On Mon, Aug 29, 2011 at 2:21 PM, Gregory Collins
wrote: On Mon, Aug 29, 2011 at 10:08 AM, Michael Snoyman
wrote:
Hi all,
Erik just opened an issue on Github[1] that affected me very recently as well when writing some automated Hackage checking code[2]. The issue is that http-enumerator sees the content-encoding header and decompresses the tarball, returning an uncompressed tarfile. I can avoid this with rawBody = False, but that's not a real solution, since that also disables chunked response handling.
A web server should not be setting "Content-encoding: gzip" on a .tar.gz file. I agree that http-enumerator is correctly following the spec by decompressing.
If you decide to implement a workaround for this, the only reasonable thing I can think of is adding a "ignoreContentEncoding" knob the user can twiddle to violate spec.
I'm wondering what the most appropriate way to handle this is. Maybe a dontDecompress record, looking like:
type ContentType = ByteString dontDecompress :: ContentType -> Bool
Then browser behavior would be:
browserDecompress = (== "application/x-tar")
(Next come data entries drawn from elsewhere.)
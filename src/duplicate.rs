//! Duplication of the selection, keeping groups, captions and frames whole.
//!
//! Clones are emitted directly above their originals. A layer that belongs to
//! a group, carries bound text, or is a frame is duplicated together with the
//! rest of its unit, so a partial selection never splits a group.

use std::collections::{HashMap, HashSet};
use std::sync::Arc;

use tracing::debug;

use crate::config::EngineConfig;
use crate::frame::members_of;
use crate::group::{members_of_group, new_group_ids_for_duplication, outermost_group_id};
use crate::model::{GroupId, IdGenerator, Layer, LayerId, LayerKind};
use crate::selection::{
    exclude_layers_in_frames_from_selection, resolve_groups_for_selection, resolve_selected_layers,
    selected_group_for_layer, LayerIdSet, SelectionOptions, SelectionState,
};
use crate::Edit;

/// Clone factory shared by every unit in one duplication
struct Cloner<'c> {
    ids: &'c mut dyn IdGenerator,
    editing: Option<GroupId>,
    offset: f64,
    group_map: HashMap<GroupId, GroupId>,
    id_map: HashMap<LayerId, LayerId>,
    clones: Vec<LayerId>,
}

impl Cloner<'_> {
    fn duplicate(&mut self, layer: &Layer) -> Layer {
        let mut copy = layer.clone();
        copy.id = self.ids.next_layer_id();
        copy.x += self.offset;
        copy.y += self.offset;
        copy.version = 1;

        let ids = &mut *self.ids;
        let group_map = &mut self.group_map;
        copy.group_ids = new_group_ids_for_duplication(&layer.group_ids, self.editing.as_ref(), |g| {
            group_map
                .entry(g.clone())
                .or_insert_with(|| ids.next_group_id())
                .clone()
        });

        self.id_map.insert(layer.id.clone(), copy.id.clone());
        self.clones.push(copy.id.clone());
        copy
    }

    /// Originals not emitted yet, followed by clones of layers not cloned yet
    fn duplicate_unit<'a>(&mut self, unit: &[&'a Layer], emitted: &mut HashSet<&'a LayerId>) -> Vec<Layer> {
        let mut out = Vec::with_capacity(unit.len() * 2);
        for &layer in unit {
            if emitted.insert(&layer.id) {
                out.push(layer.clone());
            }
        }
        for &layer in unit {
            if layer.is_deleted || self.id_map.contains_key(&layer.id) {
                continue;
            }
            let copy = self.duplicate(layer);
            out.push(copy);
        }
        out
    }
}

/// Duplicate the selection.
///
/// Returns `None` when nothing is selected. The new selection holds the
/// clones, minus bound text and minus layers whose frame was cloned too.
pub fn duplicate_selection(
    layers: &[Layer],
    state: &SelectionState,
    config: &EngineConfig,
    ids: &mut dyn IdGenerator,
) -> Option<Edit> {
    let opts = SelectionOptions::default().with_bound_text().with_layers_in_frames();
    let to_duplicate: HashSet<&LayerId> = resolve_selected_layers(layers, state, opts)
        .into_iter()
        .map(|l| &l.id)
        .collect();
    if to_duplicate.is_empty() {
        return None;
    }

    let by_id: HashMap<&LayerId, &Layer> = layers.iter().map(|l| (&l.id, l)).collect();
    let mut cloner = Cloner {
        ids,
        editing: state.editing_group_id.clone(),
        offset: config.duplicate_offset(),
        group_map: HashMap::new(),
        id_map: HashMap::new(),
        clones: Vec::new(),
    };

    let mut emitted: HashSet<&LayerId> = HashSet::new();
    let mut next: Vec<Layer> = Vec::with_capacity(layers.len() + to_duplicate.len());

    for layer in layers {
        if emitted.contains(&layer.id) {
            continue;
        }
        if !to_duplicate.contains(&layer.id) {
            emitted.insert(&layer.id);
            next.push(layer.clone());
            continue;
        }
        // emitted with its container
        if layer.container_id().is_some_and(|c| to_duplicate.contains(c)) {
            continue;
        }

        let frame = layer.frame_id.as_ref().filter(|f| to_duplicate.contains(f));
        let group = selected_group_for_layer(state, layer)
            .or_else(|| outermost_group_id(layer, state.editing_group_id.as_ref()))
            // a group only carries a framed member if the frame is in the group too
            .filter(|g| frame.map_or(true, |f| by_id.get(f).is_some_and(|f| f.in_group(g))));

        let unit: Vec<&Layer> = if let Some(group_id) = group {
            let mut unit = Vec::new();
            for member in members_of_group(layers, group_id) {
                if member.is_frame() {
                    unit.extend(members_of(&member.id, layers));
                }
                unit.push(member);
            }
            unit
        } else if frame.is_some() {
            // comes along with its frame
            continue;
        } else if layer.is_frame() {
            let mut unit = members_of(&layer.id, layers);
            unit.push(layer);
            unit
        } else {
            vec![layer]
        };

        let unit = with_bound_text(unit, &by_id);
        next.extend(cloner.duplicate_unit(&unit, &mut emitted));
    }

    let Cloner { id_map, clones, .. } = cloner;
    let clone_ids: HashSet<&LayerId> = clones.iter().collect();
    for layer in next.iter_mut().filter(|l| clone_ids.contains(&l.id)) {
        rebind_clone(layer, &id_map);
    }

    let selected: LayerIdSet = {
        let cloned: Vec<&Layer> = next.iter().filter(|l| clone_ids.contains(&l.id)).collect();
        exclude_layers_in_frames_from_selection(&cloned)
            .into_iter()
            .filter(|l| !l.is_bound_to_container() && !l.is_deleted)
            .map(|l| l.id.clone())
            .collect()
    };

    let live: Vec<Layer> = next.iter().filter(|l| !l.is_deleted).cloned().collect();
    let candidate = SelectionState {
        selected_layer_ids: Arc::new(selected),
        selected_group_ids: HashSet::new(),
        editing_group_id: state.editing_group_id.clone(),
    };
    let selection = resolve_groups_for_selection(&candidate, &live, state);

    debug!(clones = clones.len(), "duplicated selection");
    Some(Edit {
        layers: next,
        selection,
    })
}

/// The unit plus any bound text of its containers that it does not list yet
fn with_bound_text<'a>(mut unit: Vec<&'a Layer>, by_id: &HashMap<&LayerId, &'a Layer>) -> Vec<&'a Layer> {
    let listed: HashSet<&LayerId> = unit.iter().map(|l| &l.id).collect();
    let missing: Vec<&'a Layer> = unit
        .iter()
        .filter_map(|l| l.bound_text_id())
        .filter(|id| !listed.contains(id))
        .filter_map(|id| by_id.get(id).copied())
        .collect();
    unit.extend(missing);
    unit
}

/// Point a clone's references at other clones wherever the target was
/// duplicated in the same pass.
///
/// Reverse bindings only survive when the bound layer was cloned as well,
/// since an original never points back at the clone.
fn rebind_clone(layer: &mut Layer, id_map: &HashMap<LayerId, LayerId>) {
    let remap = |id: &LayerId| id_map.get(id).cloned().unwrap_or_else(|| id.clone());

    layer.bound_layers.retain_mut(|bound| match id_map.get(&bound.id) {
        Some(copy) => {
            bound.id = copy.clone();
            true
        }
        None => false,
    });
    match &mut layer.kind {
        // a caption whose container stayed behind is left unbound
        LayerKind::Text { container_id } => {
            *container_id = container_id.as_ref().and_then(|c| id_map.get(c).cloned());
        }
        LayerKind::Arrow {
            start_binding,
            end_binding,
            ..
        } => {
            *start_binding = start_binding.as_ref().map(remap);
            *end_binding = end_binding.as_ref().map(remap);
        }
        _ => {}
    }
    layer.frame_id = layer.frame_id.as_ref().map(remap);
}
and current behavior would be:
defaultDecompress = const False
I don't have any strong opinions here...
I agree with Gregory's suggestion of an API that allows an application to see the data prior to decoding the Content-Encoding. It could be tagged with the name of the content-coding, and there could be a generic decode function (ie. the library already knows what needs to be done to decode, so there's no need for the application to go looking up the decode function by name). Conrad.